I considered dropping out of the Academy and going back to public school. Of course, I was being reactionary and dramatic. The summer gave me some time to mellow out, and I went back for my sophomore year ready to start anew. I made a new, tight-knit group of friends—outcasts, but at least they legitimately liked me—got a girlfriend, found my niche in tech theatre, and spent most of high school having a fantastic time. One of my friends, Matt, acted as a mentor to me. He was the only person I confided in about my battles with depression. I spent a lot of nights talking to him online after school, begging him to reassure me of my value and worth. Even if my social group adored me and I was doing well in school, I still felt worthless inside.

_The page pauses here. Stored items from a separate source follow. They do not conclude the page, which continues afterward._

/// Bookmarked colleges
///
/// A user can bookmark each college (by IPEDS `unitid`) once; the unique
/// constraint on `(user_id, unitid)` rejects duplicates.

use chrono::{DateTime, Utc};
use serde::{Deserialize, Serialize};
use sqlx::types::Json;
use sqlx::SqlitePool;

#[derive(Debug, Clone, Serialize, Deserialize, sqlx::FromRow)]
pub struct Bookmark {
    pub id: i64,
    pub unitid: i64,
    pub institution_name: Option<String>,
    pub city: Option<String>,
    pub state: Option<String>,
    pub control: Option<String>,
    pub notes: Option<String>,
    pub tags: Json<Vec<String>>,
    pub bookmarked_at: DateTime<Utc>,
}

/// College details copied into the bookmark at creation time
#[derive(Debug, Clone, Default, Serialize, Deserialize)]
pub struct NewBookmark {
    pub unitid: i64,
    pub institution_name: Option<String>,
    pub city: Option<String>,
    pub state: Option<String>,
    pub control: Option<String>,
}

impl Bookmark {
    /// Adds a bookmark
    ///
    /// # Errors
    ///
    /// A unique violation when the college is already bookmarked.
    pub async fn create(pool: &SqlitePool, user_id: i64, data: NewBookmark) -> Result<Self, sqlx::Error> {
        sqlx::query_as::<_, Bookmark>(
            r#"
            INSERT INTO bookmarked_colleges (user_id, unitid, institution_name, city, state, control)
            VALUES (?, ?, ?, ?, ?, ?)
            RETURNING id, unitid, institution_name, city, state, control, notes, tags, bookmarked_at
            "#,
        )
        .bind(user_id)
        .bind(data.unitid)
        .bind(data.institution_name)
        .bind(data.city)
        .bind(data.state)
        .bind(data.control)
        .fetch_one(pool)
        .await
    }

    pub async fn delete(pool: &SqlitePool, user_id: i64, unitid: i64) -> Result<bool, sqlx::Error> {
        let result = sqlx::query("DELETE FROM bookmarked_colleges WHERE user_id = ? AND unitid = ?")
            .bind(user_id)
            .bind(unitid)
            .execute(pool)
            .await?;

        Ok(result.rows_affected() > 0)
    }

    /// Caller's bookmarks, newest first
    pub async fn list_by_user(pool: &SqlitePool, user_id: i64) -> Result<Vec<Self>, sqlx::Error> {
        sqlx::query_as::<_, Bookmark>(
            r#"
            SELECT id, unitid, institution_name, city, state, control, notes, tags, bookmarked_at
            FROM bookmarked_colleges
            WHERE user_id = ?
            ORDER BY bookmarked_at DESC, id DESC
            "#,
        )
        .bind(user_id)
        .fetch_all(pool)
        .await
    }

    pub async fn exists(pool: &SqlitePool, user_id: i64, unitid: i64) -> Result<bool, sqlx::Error> {
        sqlx::query_scalar(
            "SELECT EXISTS (SELECT 1 FROM bookmarked_colleges WHERE user_id = ? AND unitid = ?)",
        )
        .bind(user_id)
        .bind(unitid)
        .fetch_one(pool)
        .await
    }
}
/// Health check endpoint
///
/// Checks both databases and reports per-database latency and row counts:
/// - users database: `SELECT COUNT(*) FROM users`
/// - college facts database: `SELECT COUNT(*) FROM institutions`
///
/// # Endpoint
///
/// ```text
/// GET /api/health
/// ```
///
/// # Response
///
/// ```json
/// {
///   "status": "healthy",
///   "version": "0.1.0",
///   "timestamp": "2024-01-01T00:00:00Z",
///   "checks": {
///     "users_database": { "status": "healthy", "response_time_ms": 1, "row_count": 42 },
///     "college_database": { "status": "not_configured" }
///   }
/// }
/// ```
///
/// `unhealthy` (users database down) is served with 503; a failing college
/// database only degrades the status.

use crate::app::AppState;
use axum::{extract::State, http::StatusCode, Json};
use chrono::{DateTime, Utc};
use serde::{Deserialize, Serialize};
use sqlx::SqlitePool;
use std::time::Instant;

/// Health check response
#[derive(Debug, Serialize, Deserialize)]
pub struct HealthResponse {
    /// `healthy`, `degraded` or `unhealthy`
    pub status: String,

    /// Application version
    pub version: String,

    pub timestamp: DateTime<Utc>,

    pub checks: HealthChecks,
}

#[derive(Debug, Serialize, Deserialize)]
pub struct HealthChecks {
    pub users_database: DatabaseCheck,
    pub college_database: DatabaseCheck,
}

/// Result of probing one database
#[derive(Debug, Serialize, Deserialize)]
pub struct DatabaseCheck {
    /// `healthy`, `unhealthy` or `not_configured`
    pub status: String,

    #[serde(skip_serializing_if = "Option::is_none")]
    pub response_time_ms: Option<u64>,

    #[serde(skip_serializing_if = "Option::is_none")]
    pub row_count: Option<i64>,

    #[serde(skip_serializing_if = "Option::is_none")]
    pub error: Option<String>,
}

impl DatabaseCheck {
    fn not_configured() -> Self {
        Self {
            status: "not_configured".to_string(),
            response_time_ms: None,
            row_count: None,
            error: None,
        }
    }

    fn is_healthy(&self) -> bool {
        self.status == "healthy"
    }
}

async fn check_database(pool: &SqlitePool, count_query: &str) -> DatabaseCheck {
    let started = Instant::now();
    let result: Result<i64, sqlx::Error> = sqlx::query_scalar(count_query).fetch_one(pool).await;
    let elapsed = started.elapsed().as_millis() as u64;

    match result {
        Ok(count) => DatabaseCheck {
            status: "healthy".to_string(),
            response_time_ms: Some(elapsed),
            row_count: Some(count),
            error: None,
        },
        Err(e) => {
            tracing::warn!(error = %e, query = count_query, "Health check query failed");
            DatabaseCheck {
                status: "unhealthy".to_string(),
                response_time_ms: Some(elapsed),
                row_count: None,
                error: Some(e.to_string()),
            }
        }
    }
}

/// Health check handler
pub async fn health_check(State(state): State<AppState>) -> (StatusCode, Json<HealthResponse>) {
    let users_database = check_database(&state.db, "SELECT COUNT(*) FROM users").await;

    let college_database = match &state.college_db {
        Some(pool) => check_database(pool, "SELECT COUNT(*) FROM institutions").await,
        None => DatabaseCheck::not_configured(),
    };

    let (status, code) = if !users_database.is_healthy() {
        ("unhealthy", StatusCode::SERVICE_UNAVAILABLE)
    } else if college_database.status == "unhealthy" {
        ("degraded", StatusCode::OK)
    } else {
        ("healthy", StatusCode::OK)
    };

    (
        code,
        Json(HealthResponse {
            status: status.to_string(),
            version: env!("CARGO_PKG_VERSION").to_string(),
            timestamp: Utc::now(),
            checks: HealthChecks {
                users_database,
                college_database,
            },
        }),
    )
}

I often didn’t feel like I was worth the time or trouble. Matt exuded over-the-top cockiness and confidence; our friends just about worshiped the ground he walked on, and I was no different. I dreamed of being like him when I got older: commanding, attractive, determined. He spent years convincing me that I was a captivating and strong person. He would listen to my interminable rants and diatribes of self-abuse, and then help me stand strong against the negative words in the back of my mind. He imbued me with the self-assurance I needed to apply to spend my senior year of high school studying in China.

I got accepted to the study abroad program, and spent an amazing year in Beijing. I affected Matt’s personality, and eventually it became my personality. I walked around in Beijing as the outgoing, fun, loud, passionate person I’d always dreamed of being. I returned to America that summer, so I could be present at my high school graduation, and that’s when things started going downhill. It was difficult beyond belief, readjusting to life in America. I had grown into a completely different person, outside the eyes of everyone who knew me. I’d seen nine months’ worth of strange, exciting sights, and no one was as interested in hearing about them as I hoped they’d be. I had become intimately close friends with one of my American classmates in China, Zach. We’d spent almost every day together for nine months, but he went back to Connecticut when we returned to America, and I went back to Pennsylvania. He was a grade below me, so he had his senior year to readjust to normal life; I was thrust right into college. Zach didn’t seem to understand the turmoil I was experiencing, and I was unable to articulate just why my return to America was fucking me up so badly. I got frustrated at him and stopped talking to him for the remainder of the summer, and that hurt me even more.